Stored data
--- --- ---

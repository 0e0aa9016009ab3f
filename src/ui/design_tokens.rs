// SPDX-License-Identifier: MPL-2.0
#![doc = r#"
# Design Tokens

Single source for the visual constants the carousel draws with: palette,
opacity, spacing (8px grid), component sizing, typography, borders, radii,
and shadows. Widgets and styles reference tokens instead of raw numbers so
states that should look alike stay alike.

## Examples

```
use iced_carousel::ui::design_tokens::{palette, spacing, opacity};
use iced::Color;

// Create a scrim color for the master spinner overlay
let scrim = Color {
    a: opacity::OVERLAY_MEDIUM,
    ..palette::BLACK
};

// Use the spacing scale
let gap = spacing::MD; // 16px
```

The scales are ratio-linked (MD = XS * 2); the compile-time assertions at
the bottom of this file pin those relationships.
"#]

use iced::Color;

// ============================================================================
// Color Palette
// ============================================================================

pub mod palette {
    use super::Color;

    // Grayscale
    pub const BLACK: Color = Color::BLACK;
    pub const WHITE: Color = Color::WHITE;
    pub const GRAY_900: Color = Color::from_rgb(0.1, 0.1, 0.1);
    pub const GRAY_700: Color = Color::from_rgb(0.3, 0.3, 0.3);
    pub const GRAY_400: Color = Color::from_rgb(0.4, 0.4, 0.4);
    pub const GRAY_200: Color = Color::from_rgb(0.75, 0.75, 0.75);
    pub const GRAY_100: Color = Color::from_rgb(0.85, 0.85, 0.85);

    // Brand colors (blue scale)
    pub const PRIMARY_400: Color = Color::from_rgb(0.4, 0.7, 1.0); // Medium light blue
    pub const PRIMARY_500: Color = Color::from_rgb(0.3, 0.6, 0.9); // Primary blue

    // Semantic colors
    pub const ERROR_500: Color = Color::from_rgb(0.898, 0.224, 0.208);
    pub const WARNING_500: Color = Color::from_rgb(0.945, 0.651, 0.125);
}

// ============================================================================
// Opacity Scale
// ============================================================================

pub mod opacity {
    pub const TRANSPARENT: f32 = 0.0;
    pub const OVERLAY_SUBTLE: f32 = 0.2;
    pub const OVERLAY_MEDIUM: f32 = 0.5;
    pub const OVERLAY_STRONG: f32 = 0.7;
    pub const OPAQUE: f32 = 1.0;

    /// Surface background - Semi-transparent placeholder fills
    pub const SURFACE: f32 = 0.95;
}

// ============================================================================
// Spacing Scale (8px baseline grid)
// ============================================================================

pub mod spacing {
    pub const XXS: f32 = 4.0; // 0.5 unit
    pub const XS: f32 = 8.0; // 1 unit
    pub const SM: f32 = 12.0; // 1.5 units
    pub const MD: f32 = 16.0; // 2 units
    pub const LG: f32 = 24.0; // 3 units
    pub const XL: f32 = 32.0; // 4 units
}

// ============================================================================
// Sizing Scale
// ============================================================================

pub mod sizing {
    // Spinner diameters
    pub const SPINNER_SM: f32 = 24.0;
    pub const SPINNER_MD: f32 = 40.0;
    pub const SPINNER_LG: f32 = 64.0;

    // Error glyph size inside the fallback placeholder
    pub const ERROR_GLYPH: f32 = 32.0;

    // Default slide footprint used by the gallery
    pub const SLIDE_WIDTH: f32 = 320.0;
    pub const SLIDE_HEIGHT: f32 = 220.0;
}

// ============================================================================
// Typography Scale
// ============================================================================

pub mod typography {
    /// Medium title - Gallery header
    pub const TITLE_MD: f32 = 20.0;

    /// Standard body - Most UI text, labels, descriptions
    pub const BODY: f32 = 14.0;

    /// Caption - Slide captions, small info
    pub const CAPTION: f32 = 12.0;
}

// ============================================================================
// Border Scale
// ============================================================================

pub mod border {
    /// Thin border - Placeholder outlines
    pub const WIDTH_SM: f32 = 1.0;

    /// Medium border - Error placeholder accents
    pub const WIDTH_MD: f32 = 2.0;
}

// ============================================================================
// Border Radius Scale
// ============================================================================

pub mod radius {
    pub const NONE: f32 = 0.0;
    pub const SM: f32 = 4.0;
    pub const MD: f32 = 8.0;
}

// ============================================================================
// Shadow Definitions
// ============================================================================

pub mod shadow {
    use super::palette;
    use iced::{Shadow, Vector};

    pub const NONE: Shadow = Shadow {
        color: palette::BLACK,
        offset: Vector::ZERO,
        blur_radius: 0.0,
    };

    pub const SM: Shadow = Shadow {
        color: palette::BLACK,
        offset: Vector { x: 0.0, y: 2.0 },
        blur_radius: 4.0,
    };
}

// ============================================================================
// Compile-time Validation
// ============================================================================

const _: () = {
    // Spacing validation
    assert!(spacing::XS > 0.0);
    assert!(spacing::SM > spacing::XS);
    assert!(spacing::MD > spacing::SM);
    assert!(spacing::LG > spacing::MD);

    // Opacity validation
    assert!(opacity::TRANSPARENT == 0.0);
    assert!(opacity::OPAQUE == 1.0);
    assert!(opacity::OVERLAY_MEDIUM > 0.0 && opacity::OVERLAY_MEDIUM < 1.0);
    assert!(opacity::SURFACE > 0.0 && opacity::SURFACE < 1.0);

    // Sizing validation
    assert!(sizing::SPINNER_LG > sizing::SPINNER_MD);
    assert!(sizing::SPINNER_MD > sizing::SPINNER_SM);

    // Typography validation
    assert!(typography::TITLE_MD > typography::BODY);
    assert!(typography::BODY > typography::CAPTION);

    // Border validation
    assert!(border::WIDTH_MD > border::WIDTH_SM);

    // Color validation
    assert!(palette::PRIMARY_500.r >= 0.0 && palette::PRIMARY_500.r <= 1.0);
};

#[cfg(test)]
mod tests {
    use super::*;

    #[test]
    fn spacing_scale_is_consistent() {
        assert_eq!(spacing::MD, spacing::XS * 2.0);
        assert_eq!(spacing::LG, spacing::MD * 1.5);
    }

    #[test]
    fn spinner_scale_is_monotonic() {
        assert!(sizing::SPINNER_SM < sizing::SPINNER_MD);
        assert!(sizing::SPINNER_MD < sizing::SPINNER_LG);
    }
}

--- --- ---

## What to work on
Apply a filter for "super" to the entries and show each line that passes.

## Output
    use super::Color;
    use super::palette;
    use super::*;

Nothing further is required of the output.